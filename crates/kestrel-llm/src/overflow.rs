//! Provider-agnostic detection of "context too long" errors.

use crate::error::LlmError;

/// Check whether an error message indicates a context-length overflow.
///
/// Covers the known signatures of the Anthropic/Bedrock, OpenAI, and
/// Google/Gemini families plus the generic phrasings seen in the wild. The
/// check is case-insensitive.
pub fn is_context_overflow_message(message: &str) -> bool {
    let msg = message.to_lowercase();

    // Anthropic/Bedrock
    if msg.contains("prompt is too long") && msg.contains("tokens") {
        return true;
    }
    if msg.contains("input is too long") {
        return true;
    }
    if msg.contains("input length and")
        && msg.contains("max_tokens")
        && msg.contains("exceed context limit")
    {
        return true;
    }

    // OpenAI
    if msg.contains("context_length_exceeded") {
        return true;
    }
    if msg.contains("maximum context length") {
        return true;
    }
    if msg.contains("token limit") {
        return true;
    }

    // Google/Gemini
    if msg.contains("exceeds the maximum") && msg.contains("token") {
        return true;
    }

    // Generic
    if msg.contains("too many tokens") {
        return true;
    }
    if msg.contains("exceeds maximum") && msg.contains("tokens") {
        return true;
    }

    false
}

/// Check whether an [`LlmError`] indicates a context-length overflow.
///
/// Applies the message predicate to the error's display form and, for
/// provider errors carrying a structured body, to the body as well.
pub fn is_context_overflow(error: &LlmError) -> bool {
    if is_context_overflow_message(&error.to_string()) {
        return true;
    }
    if let LlmError::Provider {
        body: Some(body), ..
    } = error
    {
        return is_context_overflow_message(body);
    }
    false
}
//! SSE encoding for agent event streams.
//!
//! Every payload is a `data: <json>` line; completion is signalled by
//! `data: [DONE]`.

use std::convert::Infallible;

use axum::response::sse::{Event, KeepAlive, Sse};
use axum::response::sse::KeepAliveStream;
use futures::StreamExt;

use kestrel_agent::AgentEventStream;
use kestrel_types::AgentEvent;

/// The SSE response type all streaming handlers share.
pub type EventStream =
    Sse<KeepAliveStream<futures::stream::BoxStream<'static, Result<Event, Infallible>>>>;

/// Encode an agent event stream as SSE.
///
/// `include_tool_messages` controls whether `tool_messages` events are
/// forwarded: the chat-completions paths carry them, the agent-run paths do
/// not. The stream always ends with `[DONE]`, even after an error event.
pub fn agent_events_to_sse(events: AgentEventStream, include_tool_messages: bool) -> EventStream {
    let stream = async_stream::stream! {
        let mut events = events;
        while let Some(event) = events.next().await {
            if !include_tool_messages
                && matches!(event, AgentEvent::ToolMessages { .. })
            {
                continue;
            }
            yield Ok(event_to_sse(&event));
        }
        yield Ok(Event::default().data("[DONE]"));
    };

    Sse::new(stream.boxed()).keep_alive(KeepAlive::default())
}

fn event_to_sse(event: &AgentEvent) -> Event {
    match serde_json::to_string(&event.to_value()) {
        Ok(json) => Event::default().data(json),
        Err(e) => {
            tracing::error!(error = %e, "failed to encode SSE event");
            Event::default().data("{}")
        }
    }
}

#[cfg(test)]
mod tests {
    use super::*;
    use kestrel_types::ToolResultChunk;

    #[test]
    fn test_event_payload_shape() {
        let event = AgentEvent::ToolResult(ToolResultChunk::partial("c1", "shell", "ls"));
        let json = serde_json::to_string(&event.to_value()).unwrap();
        assert!(json.contains(r#""type":"tool_result""#));
        assert!(json.contains(r#""tool_call_id":"c1""#));
    }
}
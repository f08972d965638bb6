//! Per-thread sandbox lifecycle manager.
//!
//! Three lifecycle cases: a new thread gets a fresh sandbox (warm pool
//! preferred), a thread with a healthy bound sandbox reuses it, and a thread
//! whose sandbox stopped gets it restarted and reclaimed. The thread↔sandbox
//! binding lives in the thread store and survives restarts.

use std::collections::HashMap;
use std::sync::{Arc, Mutex};
use std::time::{Duration, Instant};

use serde_json::Value;
use tokio::task::JoinHandle;

use kestrel_store::{SharedStore, ThreadStore};

use crate::error::Result;
use crate::handle::{SandboxHandle, SharedHandle};
use crate::provider::SandboxProvider;
use crate::warm::WarmPool;

/// Default environment snapshot for thread sandboxes.
pub const DEFAULT_ENV_ID: &str = "kafka-lite-vm-0.0.10";

/// Grace period for an unhealthy bound sandbox before restarting it.
const RESTART_GRACE: Duration = Duration::from_secs(60);

/// Default proxy the claimed VM should call back through.
const DEFAULT_PROXY_BASE_URL: &str = "https://kafka-vm-proxy.onrender.com";

struct ReadyEntry {
    handle: SharedHandle,
    verified_at: Instant,
}

#[derive(Default)]
struct ManagerState {
    ready: HashMap<String, ReadyEntry>,
    // A pending slot exists from the moment provisioning is scheduled; the
    // JoinHandle lands in it right after spawn so shutdown can abort.
    pending: HashMap<String, Option<JoinHandle<()>>>,
}

/// Manages the sandbox bound to each thread.
pub struct SandboxManager {
    store: SharedStore,
    provider: Arc<dyn SandboxProvider>,
    warm: Option<WarmPool>,
    environment_id: String,
    state: Mutex<ManagerState>,
}

impl SandboxManager {
    /// Create a manager.
    pub fn new(
        store: SharedStore,
        provider: Arc<dyn SandboxProvider>,
        environment_id: impl Into<String>,
        warm: Option<WarmPool>,
    ) -> Self {
        Self {
            store,
            provider,
            warm,
            environment_id: environment_id.into(),
            state: Mutex::new(ManagerState::default()),
        }
    }

    /// The environment snapshot new sandboxes are created from.
    pub fn environment_id(&self) -> &str {
        &self.environment_id
    }

    /// Whether provisioning is in flight for a thread.
    pub fn is_pending(&self, thread_id: &str) -> bool {
        self.state.lock().unwrap().pending.contains_key(thread_id)
    }

    // ─────────────────────────────────────────────────────────────────────
    // Claim config
    // ─────────────────────────────────────────────────────────────────────

    /// Build the environment map POSTed to a sandbox's `/claim` endpoint.
    ///
    /// Profile values from the store take precedence; missing fields fall
    /// through to process environment defaults for local development.
    pub async fn build_claim_config(&self, thread_id: &str, sandbox_id: &str) -> Result<Value> {
        let config = self.store.get_thread_config(thread_id).await?;

        let (user_id, kafka_profile_id) = match &config {
            Some(c) => (
                c.user_id.clone().unwrap_or_default(),
                c.kafka_profile_id.clone().unwrap_or_default(),
            ),
            None => {
                let thread = self.store.get_thread(thread_id).await?;
                match thread {
                    Some(t) => (
                        t.user_id.unwrap_or_default(),
                        t.kafka_profile_id.unwrap_or_default(),
                    ),
                    None => (String::new(), String::new()),
                }
            }
        };

        let env_or = |key: &str, fallback: &str| {
            std::env::var(key).unwrap_or_else(|_| fallback.to_string())
        };
        let vm_api_key = config
            .as_ref()
            .and_then(|c| c.vm_api_key.clone())
            .unwrap_or_else(|| env_or("VM_API_KEY", "vm_dev_1234"));
        let openai_virtual_key = config
            .as_ref()
            .and_then(|c| c.virtual_keys.openai.clone())
            .unwrap_or_else(|| env_or("OPENAI_PK_VIRTUAL_KEY", ""));
        let memory_dsn = config
            .as_ref()
            .and_then(|c| c.memory_dsn.clone())
            .unwrap_or_else(|| env_or("MEMORY_DSN", ""));

        Ok(serde_json::json!({
            "config": {
                "PROXY_BASE_URL": env_or("PROXY_BASE_URL", DEFAULT_PROXY_BASE_URL),
                "VM_API_KEY": vm_api_key,
                "OPENAI_PK_VIRTUAL_KEY": openai_virtual_key,
                "USER_ID": user_id,
                "KAFKA_PROFILE_ID": kafka_profile_id,
                "THREAD_ID": thread_id,
                "DEV": env_or("DEV", "false"),
                "DAYTONA_SANDBOX_ID": sandbox_id,
                "MEMORY_DB_DSN": memory_dsn,
            }
        }))
    }

    /// Claim a healthy-but-unclaimed sandbox. Claim failures are logged and
    /// swallowed: the tool path will surface them if they matter.
    async fn claim_if_needed(&self, thread_id: &str, handle: &SharedHandle, claimed: bool) {
        if claimed {
            return;
        }
        tracing::info!(
            thread_id,
            sandbox_id = %handle.id(),
            "sandbox not claimed, claiming now"
        );
        match self.build_claim_config(thread_id, &handle.id()).await {
            Ok(config) => {
                if let Err(e) = handle.claim(config).await {
                    tracing::warn!(
                        thread_id,
                        sandbox_id = %handle.id(),
                        error = %e,
                        "failed to claim sandbox"
                    );
                }
            }
            Err(e) => {
                tracing::warn!(thread_id, error = %e, "failed to build claim config");
            }
        }
    }

    // ─────────────────────────────────────────────────────────────────────
    // Non-blocking path
    // ─────────────────────────────────────────────────────────────────────

    /// Get the thread's sandbox immediately if it is healthy, else `None`.
    ///
    /// Re-verifies cached handles via `/health` on every call, claims
    /// unclaimed sandboxes, and evicts stale cache entries.
    pub async fn get_if_ready(&self, thread_id: &str) -> Option<SharedHandle> {
        let cached = {
            let state = self.state.lock().unwrap();
            state.ready.get(thread_id).map(|entry| entry.handle.clone())
        };

        if let Some(handle) = cached {
            match handle.health_status().await {
                Some(status) if status.healthy => {
                    self.claim_if_needed(thread_id, &handle, status.claimed).await;
                    let mut state = self.state.lock().unwrap();
                    if let Some(entry) = state.ready.get_mut(thread_id) {
                        entry.verified_at = Instant::now();
                    }
                    return Some(handle);
                }
                _ => {
                    tracing::debug!(
                        thread_id,
                        sandbox_id = %handle.id(),
                        "evicting stale ready-cache entry"
                    );
                    self.state.lock().unwrap().ready.remove(thread_id);
                }
            }
        }

        let sandbox_id = self.store.get_thread_sandbox_id(thread_id).await.ok()??;

        let handle = self
            .provider
            .connect(&sandbox_id, &self.environment_id)
            .await
            .ok()?;
        let status = handle.health_status().await?;
        if !status.healthy {
            return None;
        }

        self.claim_if_needed(thread_id, &handle, status.claimed).await;
        self.state.lock().unwrap().ready.insert(
            thread_id.to_string(),
            ReadyEntry {
                handle: handle.clone(),
                verified_at: Instant::now(),
            },
        );
        Some(handle)
    }

    /// Start provisioning in the background if not already pending.
    ///
    /// Returns immediately; poll [`get_if_ready`](Self::get_if_ready) (or use
    /// a [`LazySandbox`](crate::LazySandbox)) to pick up the result.
    pub fn ensure_background(self: &Arc<Self>, thread_id: &str) {
        {
            let mut state = self.state.lock().unwrap();
            if state.pending.contains_key(thread_id) {
                tracing::debug!(thread_id, "sandbox already being prepared");
                return;
            }
            state.pending.insert(thread_id.to_string(), None);
        }

        tracing::info!(thread_id, "starting background sandbox setup");

        let manager = Arc::clone(self);
        let tid = thread_id.to_string();
        let task = tokio::spawn(async move {
            if let Err(e) = manager.provision(&tid).await {
                tracing::error!(thread_id = %tid, error = %e, "background sandbox setup failed");
            }
            manager.state.lock().unwrap().pending.remove(&tid);
        });

        let mut state = self.state.lock().unwrap();
        if let Some(slot) = state.pending.get_mut(thread_id) {
            *slot = Some(task);
        }
    }

    /// The full provisioning sequence: id, health, claim, cache.
    async fn provision(&self, thread_id: &str) -> Result<()> {
        let handle = match self.store.get_thread_sandbox_id(thread_id).await? {
            Some(sandbox_id) => {
                self.provider
                    .connect(&sandbox_id, &self.environment_id)
                    .await?
            }
            None => {
                let handle = self.create_sandbox(thread_id).await?;
                self.store
                    .update_thread_sandbox_id(thread_id, &handle.id())
                    .await?;
                handle
            }
        };

        handle.health_wait(None).await?;

        let config = self.build_claim_config(thread_id, &handle.id()).await?;
        handle
            .claim(config)
            .await
            .map(|result| tracing::debug!(thread_id, ?result, "claim result"))?;

        self.state.lock().unwrap().ready.insert(
            thread_id.to_string(),
            ReadyEntry {
                handle,
                verified_at: Instant::now(),
            },
        );
        tracing::info!(thread_id, "sandbox ready");
        Ok(())
    }

    /// Create a sandbox, preferring the warm pool.
    async fn create_sandbox(&self, thread_id: &str) -> Result<SharedHandle> {
        if let Some(warm) = &self.warm {
            if let Some(warm_id) = warm.get_warm(&self.environment_id).await {
                tracing::info!(thread_id, sandbox_id = %warm_id, "using warm sandbox");
                return self.provider.connect(&warm_id, &self.environment_id).await;
            }
            tracing::debug!(thread_id, "no warm sandbox available, creating new");
        }

        let handle = self.provider.create(&self.environment_id).await?;
        tracing::info!(thread_id, sandbox_id = %handle.id(), "created sandbox");
        Ok(handle)
    }

    // ─────────────────────────────────────────────────────────────────────
    // Blocking path
    // ─────────────────────────────────────────────────────────────────────

    /// Ensure a ready sandbox for the thread, blocking through creation,
    /// health wait, restart, and claim as needed.
    pub async fn ensure_blocking(&self, thread_id: &str) -> Result<SharedHandle> {
        let cached = {
            let state = self.state.lock().unwrap();
            state.ready.get(thread_id).map(|entry| entry.handle.clone())
        };
        if let Some(handle) = cached {
            if handle.check_health().await {
                return Ok(handle);
            }
            self.state.lock().unwrap().ready.remove(thread_id);
        }

        let sandbox_id = self.store.get_thread_sandbox_id(thread_id).await?;
        tracing::debug!(thread_id, ?sandbox_id, "ensure_blocking");

        let handle = match sandbox_id {
            None => {
                // New thread: create, bind, wait, claim.
                let handle = self.create_sandbox(thread_id).await?;
                self.store
                    .update_thread_sandbox_id(thread_id, &handle.id())
                    .await?;
                handle.health_wait(None).await?;
                let config = self.build_claim_config(thread_id, &handle.id()).await?;
                handle.claim(config).await?;
                handle
            }
            Some(sandbox_id) => {
                let handle = self
                    .provider
                    .connect(&sandbox_id, &self.environment_id)
                    .await?;

                if handle.check_health().await {
                    handle
                } else if handle.health_wait(Some(RESTART_GRACE)).await.is_ok() {
                    // Was still starting up.
                    handle
                } else {
                    // Stopped or expired: restart, rebind on id change, reclaim.
                    tracing::info!(thread_id, sandbox_id = %sandbox_id, "restarting sandbox");
                    let handle = self
                        .provider
                        .restart(&sandbox_id, &self.environment_id)
                        .await?;
                    if handle.id() != sandbox_id {
                        self.store
                            .update_thread_sandbox_id(thread_id, &handle.id())
                            .await?;
                    }
                    handle.health_wait(None).await?;
                    let config = self.build_claim_config(thread_id, &handle.id()).await?;
                    handle.claim(config).await?;
                    handle
                }
            }
        };

        self.state.lock().unwrap().ready.insert(
            thread_id.to_string(),
            ReadyEntry {
                handle: handle.clone(),
                verified_at: Instant::now(),
            },
        );
        Ok(handle)
    }

    // ─────────────────────────────────────────────────────────────────────
    // Teardown
    // ─────────────────────────────────────────────────────────────────────

    /// Stop the thread's handle if present. The DB binding is kept.
    pub async fn release(&self, thread_id: &str) {
        let entry = self.state.lock().unwrap().ready.remove(thread_id);
        if let Some(entry) = entry {
            entry.handle.stop().await;
            tracing::info!(thread_id, sandbox_id = %entry.handle.id(), "released sandbox");
        }
    }

    /// Abort all in-flight provisioning tasks.
    pub fn shutdown(&self) {
        let mut state = self.state.lock().unwrap();
        for (thread_id, task) in state.pending.drain() {
            if let Some(task) = task {
                tracing::debug!(thread_id = %thread_id, "aborting sandbox provisioning");
                task.abort();
            }
        }
    }
}

impl Drop for SandboxManager {
    fn drop(&mut self) {
        self.shutdown();
    }
}

// ─────────────────────────────────────────────────────────────────────────────
// Tests
// ─────────────────────────────────────────────────────────────────────────────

Task brief: Copy each line of the listing that contains the string "const".

Final answer:
pub const DEFAULT_ENV_ID: &str = "kafka-lite-vm-0.0.10";
const RESTART_GRACE: Duration = Duration::from_secs(60);
const DEFAULT_PROXY_BASE_URL: &str = "https://kafka-vm-proxy.onrender.com";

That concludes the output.